WGA panel took place Thursday night
Eight of the town’s top writers — all nommed for Writers Guild of America screenwriting awards — didn’t sugar-coat the agony of successful scripting at a panel Thursday night.
“I approach each script in a panic,” declared Steven Zaillian in describing the process for writing “Moneyball” and “The Girl with the Dragon Tattoo”). “I really think that things are easy are probably not very good.”
The annual “Beyond Words” panel discussion drew a capacity crowd to the Writers Guild Theater in Beverly Hills, three days before the WGA announces the award winners. Ron Bass moderated the 90-minute event, culminating with Aaron Sorkin (“Moneyball”) advising writers to write, re-write and then re-write some more.
“Just get to the end of it and start again,” he concluded.
Earlier, Tate Taylor said writers should be fearless and be willing to start with a longer-than-required screenplay — noting that his first draft exceeded 270 pages. “Don’t overthink it and don’t eat ambrosia,” he added.
Alexander Payne (“The Descendants”) offered a counterpoint once a writer is willing to show the screenplay to someone else.
“Anything you show to others, I’m a great fan of austerity,” he asserted. “I pound the shit out of it”

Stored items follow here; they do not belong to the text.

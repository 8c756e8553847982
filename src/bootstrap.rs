use std::{fs, path::Path};

use crate::paths::{CONFIG_FILE, EXCLUDE_FILE};
use crate::{info, warn};

const STOCK_CONFIG: &str = r##"# Taskbar appearance presets.
# accent: normal | opaque | clear | blur | fluent | backdrop
# color:  "#RRGGBB" or "#AARRGGBB" (opacity: 0-255 overrides the alpha)
appearance:
  regular:
    accent: clear
    color: "#00000000"
  maximised:
    accent: blur
    color: "#AA000000"
  start:
    accent: normal
    color: "#00000000"
  cortana:
    accent: normal
    color: "#00000000"
  timeline:
    accent: normal
    color: "#00000000"

features:
  maximised:
    enabled: true
    regular_on_peek: true
  peek:
    mode: dynamic        # disabled | enabled | dynamic
    only_main: true
  start: true
  cortana: true
  timeline: true

runtime:
  sleep_time_ms: 10
  recompute_every: 10
  fluent_min_build: 17063

verbose: false
"##;

const STOCK_EXCLUDE: &str = r#"# Windows that never count as maximised.
class: []
title: []   # substring match
file: []    # process file name, case-insensitive
"#;

/// Creates the configuration folder and writes stock files that are
/// missing. Existing files are never touched.
pub fn scaffold(config_dir: &Path) {
    if let Err(e) = fs::create_dir_all(config_dir) {
        warn!("[BOOTSTRAP] Failed to create {}: {e}", config_dir.display());
        return;
    }

    scaffold_file(config_dir, CONFIG_FILE, STOCK_CONFIG);
    scaffold_file(config_dir, EXCLUDE_FILE, STOCK_EXCLUDE);
}

fn scaffold_file(config_dir: &Path, name: &str, content: &str) {
    let path = config_dir.join(name);
    if path.exists() {
        return;
    }

    match fs::write(&path, content) {
        Ok(_) => info!("[BOOTSTRAP] Created {}", path.display()),
        Err(e) => warn!("[BOOTSTRAP] Failed to create {}: {e}", path.display()),
    }
}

“Hugo” writer John Logan told the audience that professional writers have to feel the need to start writing every day. “I wake up every morning eager to put words on the page,” he added.
Annie Mumolo said it took her and Kristen Wiig four years to come up with completed “Bridesmaids” script during the periods when Wiig would be on hiatus from her acting gigs. That led to tight deadlines such as handing in the first draft after writing it in a mere six days.
“We closed our eyes and prayed,” she said.
Mumolo said the box office success of “Bridesmaids” stunned her, particularly after an agent had advised her on opening day to expect the worst. “We were so excited that more than six people went to see it,” she added.
Taylor noted that his script shrank once Viola Davis was cast.
“She’s so powerful,” he added. “You lose so many words because you don’t need them”
Stan Chervin labelled the “Moneyball” script a “dancing bear,” in the people were surprised that the movie even got made. “A lot of people thought you couldn’t make a movie based on a 300-page celebration of statistics,” he explained.
The event was sponsored by the WGA West, the Writers Guild Foundation and Variety.